Antoine Dain, lavorando alla sua tesi di dottorato, ha intervistato cinquantacinque lavoratori che hanno deciso di intraprendere, in modo volontario, un lavoro generalmente percepito come più modesto del precedente.
La prima cosa ad emergere è l'importanza che queste persone danno alla soddisfazione che il lavoro in sé riesce a dare, piuttosto che il prestigio sociale o la remunerazione. Questo è tanto più vero quanto più robusta fosse la rete di protezione a loro disposizione, nella forma di assegni di disoccupazione, risparmi, proprietà o parenti disposti ad aiutarli. Avere titoli universitari o esperienze professionali è altrettanto importante poiché consentono di sperimentare nuovi percorsi professionali, anche atipici, con la consapevolezza di poter ripercorrere i propri passi se si dovessero pentire.

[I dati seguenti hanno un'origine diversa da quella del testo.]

// ─────────────────────────────────────────────────────────────────────
// Algrid — Corner Roles and Relative Position
// ─────────────────────────────────────────────────────────────────────
//! Corner roles of a span's bounding box and the nine-way classifier used
//! to test adjacency between spans.
//!
//! Orientation follows the grid dump: `f` grows to the east (columns),
//! `e` grows to the south (rows). "Top" is the `e_start` edge, "left" is
//! the `f_start` edge.

use serde::{Deserialize, Serialize};

use crate::span::SpanBounds;

/// One of the four corners of a span's bounding box.
#[derive(Debug, Clone, Copy, PartialEq, Eq, Hash, Serialize, Deserialize)]
pub enum Corner {
    TopLeft,
    TopRight,
    BottomLeft,
    BottomRight,
}

impl Corner {
    pub const ALL: [Corner; 4] = [
        Corner::TopLeft,
        Corner::TopRight,
        Corner::BottomLeft,
        Corner::BottomRight,
    ];

    /// Slot index inside a grid cell.
    #[inline]
    pub const fn index(self) -> usize {
        self as usize
    }

    /// Grid coordinate `(f, e)` of this corner on `span`.
    pub fn of<S: SpanBounds + ?Sized>(self, span: &S) -> (usize, usize) {
        match self {
            Corner::TopLeft => (span.f_start(), span.e_start()),
            Corner::TopRight => (span.f_end(), span.e_start()),
            Corner::BottomLeft => (span.f_start(), span.e_end()),
            Corner::BottomRight => (span.f_end(), span.e_end()),
        }
    }

    /// The corner diagonally across the box.
    pub const fn opposite(self) -> Corner {
        match self {
            Corner::TopLeft => Corner::BottomRight,
            Corner::TopRight => Corner::BottomLeft,
            Corner::BottomLeft => Corner::TopRight,
            Corner::BottomRight => Corner::TopLeft,
        }
    }
}

/// Position of a grid point relative to a span's bounding box.
///
/// The nine labels partition the plane: every point gets exactly one.
#[derive(Debug, Clone, Copy, PartialEq, Eq, Hash, Serialize, Deserialize)]
pub enum RelativePos {
    N,
    NW,
    W,
    SW,
    S,
    SE,
    E,
    NE,
    /// Inside the box.
    I,
}

impl RelativePos {
    pub const ALL: [RelativePos; 9] = [
        RelativePos::N,
        RelativePos::NW,
        RelativePos::W,
        RelativePos::SW,
        RelativePos::S,
        RelativePos::SE,
        RelativePos::E,
        RelativePos::NE,
        RelativePos::I,
    ];

    /// Classify `(f, e)` against `span`. Pure; consults no grid state.
    pub fn classify<S: SpanBounds + ?Sized>(span: &S, f: usize, e: usize) -> RelativePos {
        let (f1, f2) = (span.f_start(), span.f_end());
        let (e1, e2) = (span.e_start(), span.e_end());

        if f < f1 {
            if e < e1 {
                return RelativePos::NW;
            }
            if e > e2 {
                return RelativePos::SW;
            }
            return RelativePos::W;
        }
        if f > f2 {
            if e < e1 {
                return RelativePos::NE;
            }
            if e > e2 {
                return RelativePos::SE;
            }
            return RelativePos::E;
        }
        if e < e1 {
            return RelativePos::N;
        }
        if e > e2 {
            return RelativePos::S;
        }
        RelativePos::I
    }

    /// Corner role a diagonal neighbour in this direction would leave at
    /// the query point: a span to the NW touches with its bottom-right
    /// corner, and so on. Edge and inside positions have none.
    pub const fn facing_corner(self) -> Option<Corner> {
        match self {
            RelativePos::NW => Some(Corner::BottomRight),
            RelativePos::SW => Some(Corner::TopRight),
            RelativePos::NE => Some(Corner::BottomLeft),
            RelativePos::SE => Some(Corner::TopLeft),
            _ => None,
        }
    }

    pub const fn is_diagonal(self) -> bool {
        self.facing_corner().is_some()
    }
}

I lavori artigianali possono avere carattere prettamente manuale e non richiedere livelli di istruzione o specializzazione particolarmente alti. Ciò nonostante riescono in molti casi a dare soddisfazioni socio-professionali che altri lavori, apparentemente più intellettuali, non riescono ad offrire. Il tipico lavoro di ufficio sembra in molti casi non avere significato, costringendo a passare molte ore davanti ad un computer in modo sedentario, senza poter stare all'aria aperta e con un alto livello di divisione del lavoro che dà la sensazione di essere un semplice ingranaggio.
Il problema sembra quindi essere quello, per usare un concetto marxista, di lavori fortemente alienanti e reificanti, che trasformano cioè i lavoratori in oggetti inanimati. Il lavoro artigianale invece ha sempre una connotazione fisica, con ovvie ripercussioni sul benessere e la salute individuale. In secondo luogo il lavoro artigianale è concreto: l'attività lavorativa porta alla creazione di un oggetto tangibile, reale, la cui capacità di soddisfare un bisogno è senza dubbio più evidente rispetto ad un meeting o alla scrittura di una email.
C'è infine la dimensione dell'autonomia e del controllo sul processo produttivo, tipica di quelle attività non caratterizzate da un alto livello di divisione del lavoro.
C'è da chiedersi se il fenomeno del downshifting sia generalizzabile al di là dei pochi, e molto privilegiati, casi analizzati da Dain. Il fenomeno, del quale si è molto parlato, delle "grandi dimissioni" sembrerebbero dare qualche fumosa indicazione in merito. Se guardiamo ai dati scopriamo infatti che il tasso di disoccupazione non è diminuito, ma si è invece assistito ad un incremento dei lavoratori che cambiano impiego. Non sono però chiare né le motivazioni, né la direzione di questo cambiamento, se verso lavori più in alto o più in basso rispetto alla gerarchia sociale convenzionale.
Torna alla memoria il bel film The Company Man del 2010, dove il protagonista, interpretato da Ben Affleck, passava dall'essere un manager di successo con tanto di automobile di lusso a fare l'umile carpentiere per l'azienda del cognato. Le differenze sono però due: la prima è che nel film il processo non era volontario, ma la conseguenza diretta e traumatica della grande crisi del 2008 sull'economia americana, che causa non solo la perdita del lavoro ma lo costringe a restituire tutti i beni comprati a credito, dalla Porsche alla console per videogiochi del figlio. La seconda è che, nonostante fare il carpentiere finisca, dopo le prime difficoltà, per rivelarsi un lavoro appagante, il film finisca con un ritorno al ben più remunerativo lavoro manageriale.
Se questa volta il downshifting sia dettato da cambi strutturali di preferenze dei lavoratori o se si tratti di un periodo transitorio che porteranno tanti artigiani a rimettere la giacca e la cravatta non ci è dato, per adesso, saperlo. Resta la volontà delle persone di sentirsi più parte di un "processo" e forse le aziende dovrebbero prendere in considerazione l'investimento in una dimensione più "inclusiva" e di "responsabilità sociale" del loro percorso di valorizzazione delle risorse umane.